(WHAT YOU SHOULD DO): Each record must be printed exactly as given.

** Opening THE INPUT block **

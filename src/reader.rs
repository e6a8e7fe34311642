//! Bounds-checked cursor over raw EDID bytes

use crate::{Error, Result};

/// A forward-only cursor over a byte slice.
///
/// Every read checks the remaining length first and fails with
/// [`Error::OutOfBounds`] instead of panicking. The cursor does not move on
/// a failed read.
#[derive(Debug, Clone)]
pub struct ByteReader<'a> {
    data: &'a [u8],
    pos: usize,
}

impl<'a> ByteReader<'a> {
    pub fn new(data: &'a [u8]) -> Self {
        Self { data, pos: 0 }
    }

    /// Current offset from the start of the buffer
    pub fn position(&self) -> usize {
        self.pos
    }

    pub fn remaining(&self) -> usize {
        self.data.len() - self.pos
    }

    pub fn is_empty(&self) -> bool {
        self.remaining() == 0
    }

    fn check(&self, len: usize) -> Result<()> {
        if self.remaining() < len {
            return Err(Error::OutOfBounds {
                offset: self.pos,
                len,
                size: self.data.len(),
            });
        }
        Ok(())
    }

    pub fn peek_u8(&self) -> Result<u8> {
        self.check(1)?;
        Ok(self.data[self.pos])
    }

    pub fn read_u8(&mut self) -> Result<u8> {
        let v = self.peek_u8()?;
        self.pos += 1;
        Ok(v)
    }

    pub fn read_u16_le(&mut self) -> Result<u16> {
        let b = self.read_array::<2>()?;
        Ok(u16::from_le_bytes(b))
    }

    pub fn read_u16_be(&mut self) -> Result<u16> {
        let b = self.read_array::<2>()?;
        Ok(u16::from_be_bytes(b))
    }

    /// Little-endian 24-bit integer, as used by DisplayID pixel clocks
    pub fn read_u24_le(&mut self) -> Result<u32> {
        let [a, b, c] = self.read_array::<3>()?;
        Ok(u32::from_le_bytes([a, b, c, 0]))
    }

    pub fn read_u32_le(&mut self) -> Result<u32> {
        let b = self.read_array::<4>()?;
        Ok(u32::from_le_bytes(b))
    }

    pub fn read_array<const N: usize>(&mut self) -> Result<[u8; N]> {
        let bytes = self.read_bytes(N)?;
        let mut out = [0u8; N];
        out.copy_from_slice(bytes);
        Ok(out)
    }

    pub fn read_bytes(&mut self, len: usize) -> Result<&'a [u8]> {
        self.check(len)?;
        let bytes = &self.data[self.pos..self.pos + len];
        self.pos += len;
        Ok(bytes)
    }

    /// Split off the next `len` bytes as an independent reader
    pub fn sub_reader(&mut self, len: usize) -> Result<ByteReader<'a>> {
        self.read_bytes(len).map(ByteReader::new)
    }

    pub fn skip(&mut self, len: usize) -> Result<()> {
        self.read_bytes(len).map(|_| ())
    }

    /// Everything not yet consumed, without advancing
    pub fn rest(&self) -> &'a [u8] {
        &self.data[self.pos..]
    }
}

#[cfg(test)]
mod tests {
    use super::*;

    #[test]
    fn test_mixed_endianness() {
        let mut r = ByteReader::new(&[0x34, 0x12, 0x12, 0x34, 0x01, 0x02, 0x03]);
        assert_eq!(r.read_u16_le().unwrap(), 0x1234);
        assert_eq!(r.read_u16_be().unwrap(), 0x1234);
        assert_eq!(r.read_u24_le().unwrap(), 0x030201);
        assert!(r.is_empty());
    }

    #[test]
    fn test_out_of_bounds_does_not_advance() {
        let mut r = ByteReader::new(&[1, 2, 3]);
        r.read_u8().unwrap();
        let err = r.read_u32_le().unwrap_err();
        assert!(matches!(
            err,
            Error::OutOfBounds { offset: 1, len: 4, size: 3 }
        ));
        assert!(err.is_block_local());
        assert_eq!(r.position(), 1);
        assert_eq!(r.read_array::<2>().unwrap(), [2, 3]);
    }

    #[test]
    fn test_sub_reader_is_bounded() {
        let mut r = ByteReader::new(&[0xAA, 0xBB, 0xCC, 0xDD]);
        let mut sub = r.sub_reader(2).unwrap();
        assert_eq!(sub.read_u8().unwrap(), 0xAA);
        assert_eq!(sub.rest(), &[0xBB]);
        assert!(sub.read_u16_le().is_err());
        assert_eq!(r.peek_u8().unwrap(), 0xCC);
    }
}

** Closing THE INPUT block **

(RESULT):
filename src/reader.rs
repository e6a8e7fe34311642
//! Bounds-checked cursor over raw EDID bytes

use crate::{Error, Result};

/// A forward-only cursor over a byte slice.
///
/// Every read checks the remaining length first and fails with
/// [`Error::OutOfBounds`] instead of panicking. The cursor does not move on
/// a failed read.
#[derive(Debug, Clone)]
pub struct ByteReader<'a> {
    data: &'a [u8],
    pos: usize,
}

impl<'a> ByteReader<'a> {
    pub fn new(data: &'a [u8]) -> Self {
        Self { data, pos: 0 }
    }

    /// Current offset from the start of the buffer
    pub fn position(&self) -> usize {
        self.pos
    }

    pub fn remaining(&self) -> usize {
        self.data.len() - self.pos
    }

    pub fn is_empty(&self) -> bool {
        self.remaining() == 0
    }

    fn check(&self, len: usize) -> Result<()> {
        if self.remaining() < len {
            return Err(Error::OutOfBounds {
                offset: self.pos,
                len,
                size: self.data.len(),
            });
        }
        Ok(())
    }

    pub fn peek_u8(&self) -> Result<u8> {
        self.check(1)?;
        Ok(self.data[self.pos])
    }

    pub fn read_u8(&mut self) -> Result<u8> {
        let v = self.peek_u8()?;
        self.pos += 1;
        Ok(v)
    }

    pub fn read_u16_le(&mut self) -> Result<u16> {
        let b = self.read_array::<2>()?;
        Ok(u16::from_le_bytes(b))
    }

    pub fn read_u16_be(&mut self) -> Result<u16> {
        let b = self.read_array::<2>()?;
        Ok(u16::from_be_bytes(b))
    }

    /// Little-endian 24-bit integer, as used by DisplayID pixel clocks
    pub fn read_u24_le(&mut self) -> Result<u32> {
        let [a, b, c] = self.read_array::<3>()?;
        Ok(u32::from_le_bytes([a, b, c, 0]))
    }

    pub fn read_u32_le(&mut self) -> Result<u32> {
        let b = self.read_array::<4>()?;
        Ok(u32::from_le_bytes(b))
    }

    pub fn read_array<const N: usize>(&mut self) -> Result<[u8; N]> {
        let bytes = self.read_bytes(N)?;
        let mut out = [0u8; N];
        out.copy_from_slice(bytes);
        Ok(out)
    }

    pub fn read_bytes(&mut self, len: usize) -> Result<&'a [u8]> {
        self.check(len)?;
        let bytes = &self.data[self.pos..self.pos + len];
        self.pos += len;
        Ok(bytes)
    }

    /// Split off the next `len` bytes as an independent reader
    pub fn sub_reader(&mut self, len: usize) -> Result<ByteReader<'a>> {
        self.read_bytes(len).map(ByteReader::new)
    }

    pub fn skip(&mut self, len: usize) -> Result<()> {
        self.read_bytes(len).map(|_| ())
    }

    /// Everything not yet consumed, without advancing
    pub fn rest(&self) -> &'a [u8] {
        &self.data[self.pos..]
    }
}

#[cfg(test)]
mod tests {
    use super::*;

    #[test]
    fn test_mixed_endianness() {
        let mut r = ByteReader::new(&[0x34, 0x12, 0x12, 0x34, 0x01, 0x02, 0x03]);
        assert_eq!(r.read_u16_le().unwrap(), 0x1234);
        assert_eq!(r.read_u16_be().unwrap(), 0x1234);
        assert_eq!(r.read_u24_le().unwrap(), 0x030201);
        assert!(r.is_empty());
    }

    #[test]
    fn test_out_of_bounds_does_not_advance() {
        let mut r = ByteReader::new(&[1, 2, 3]);
        r.read_u8().unwrap();
        let err = r.read_u32_le().unwrap_err();
        assert!(matches!(
            err,
            Error::OutOfBounds { offset: 1, len: 4, size: 3 }
        ));
        assert!(err.is_block_local());
        assert_eq!(r.position(), 1);
        assert_eq!(r.read_array::<2>().unwrap(), [2, 3]);
    }

    #[test]
    fn test_sub_reader_is_bounded() {
        let mut r = ByteReader::new(&[0xAA, 0xBB, 0xCC, 0xDD]);
        let mut sub = r.sub_reader(2).unwrap();
        assert_eq!(sub.read_u8().unwrap(), 0xAA);
        assert_eq!(sub.rest(), &[0xBB]);
        assert!(sub.read_u16_le().is_err());
        assert_eq!(r.peek_u8().unwrap(), 0xCC);
    }
}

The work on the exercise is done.